> PROVIDED MATERIAL:
.....
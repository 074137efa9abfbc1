use std::path::Path;

use crate::config::EffectiveConfiguration;
use crate::driver::analyze;
use crate::parser::Parser;
use crate::problem::Problem;
use crate::registry::Registry;

/// Hard ceiling on fix/re-analyze rounds for one file.
pub const MAX_FIX_PASSES: usize = 10;

/// Result of applying one round of fixes.
pub struct FixOutcome {
    pub output: String,
    /// Problems that survive this round: fix-less ones, plus those whose
    /// fix was dropped in a conflict or was unapplicable.
    pub remaining: Vec<Problem>,
    pub applied: bool,
}

/// Applies as many non-conflicting fixes as possible in one pass.
///
/// Candidates are ordered by range start, ties by range end (narrower
/// first), and accepted left to right; a fix overlapping the previously
/// accepted one is dropped and its problem kept. The output is rebuilt in
/// a single pass over the accepted edits.
pub fn apply_fixes(text: &str, problems: Vec<Problem>) -> FixOutcome {
    let mut candidates = Vec::new();
    let mut remaining = Vec::new();
    for problem in problems {
        match &problem.fix {
            Some(fix) if fix.start <= fix.end && fix.end <= text.len() => {
                candidates.push(problem)
            }
            _ => remaining.push(problem),
        }
    }
    candidates.sort_by(|a, b| {
        let fa = a.fix.as_ref().map(|f| (f.start, f.end));
        let fb = b.fix.as_ref().map(|f| (f.start, f.end));
        fa.cmp(&fb)
    });

    let mut output = String::with_capacity(text.len());
    let mut cursor = 0usize;
    let mut applied = false;
    for problem in candidates {
        let (start, end) = match &problem.fix {
            Some(fix) => (fix.start, fix.end),
            None => continue,
        };
        if start < cursor {
            remaining.push(problem);
            continue;
        }
        output.push_str(&text[cursor..start]);
        if let Some(fix) = &problem.fix {
            output.push_str(&fix.text);
        }
        cursor = end;
        applied = true;
    }
    output.push_str(&text[cursor..]);

    FixOutcome {
        output,
        remaining,
        applied,
    }
}

/// Result of the full fix convergence loop.
pub struct FixReport {
    pub output: String,
    pub problems: Vec<Problem>,
    /// True when any pass applied at least one fix.
    pub fixed: bool,
}

/// Repeatedly analyzes and fixes until no fix applies, a fatal problem
/// appears, or the pass ceiling is hit. A fatal pass stops immediately with
/// the text as it stood going into that pass. Hitting the ceiling after a
/// fixing pass triggers one verification re-analysis of the final text.
pub fn fix_until_converged(
    file_path: &Path,
    text: &str,
    config: &EffectiveConfiguration,
    registry: &Registry,
    parser: &dyn Parser,
) -> FixReport {
    let mut current = text.to_string();
    let mut fixed = false;
    let mut passes = 0usize;

    loop {
        let problems = analyze(file_path, &current, config, registry, parser);
        if problems.iter().any(|p| p.fatal) {
            return FixReport {
                output: current,
                problems,
                fixed,
            };
        }

        let outcome = apply_fixes(&current, problems);
        if !outcome.applied {
            return FixReport {
                output: current,
                problems: outcome.remaining,
                fixed,
            };
        }
        fixed = true;
        current = outcome.output;
        passes += 1;

        if passes == MAX_FIX_PASSES {
            let problems = analyze(file_path, &current, config, registry, parser);
            return FixReport {
                output: current,
                problems,
                fixed,
            };
        }
    }
}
.....
> WORK INSTRUCTIONS: Search the data for the word "Some" and copy each line where it appears.

> OUTPUT:
            Some(fix) if fix.start <= fix.end && fix.end <= text.len() => {
            Some(fix) => (fix.start, fix.end),
        if let Some(fix) = &problem.fix {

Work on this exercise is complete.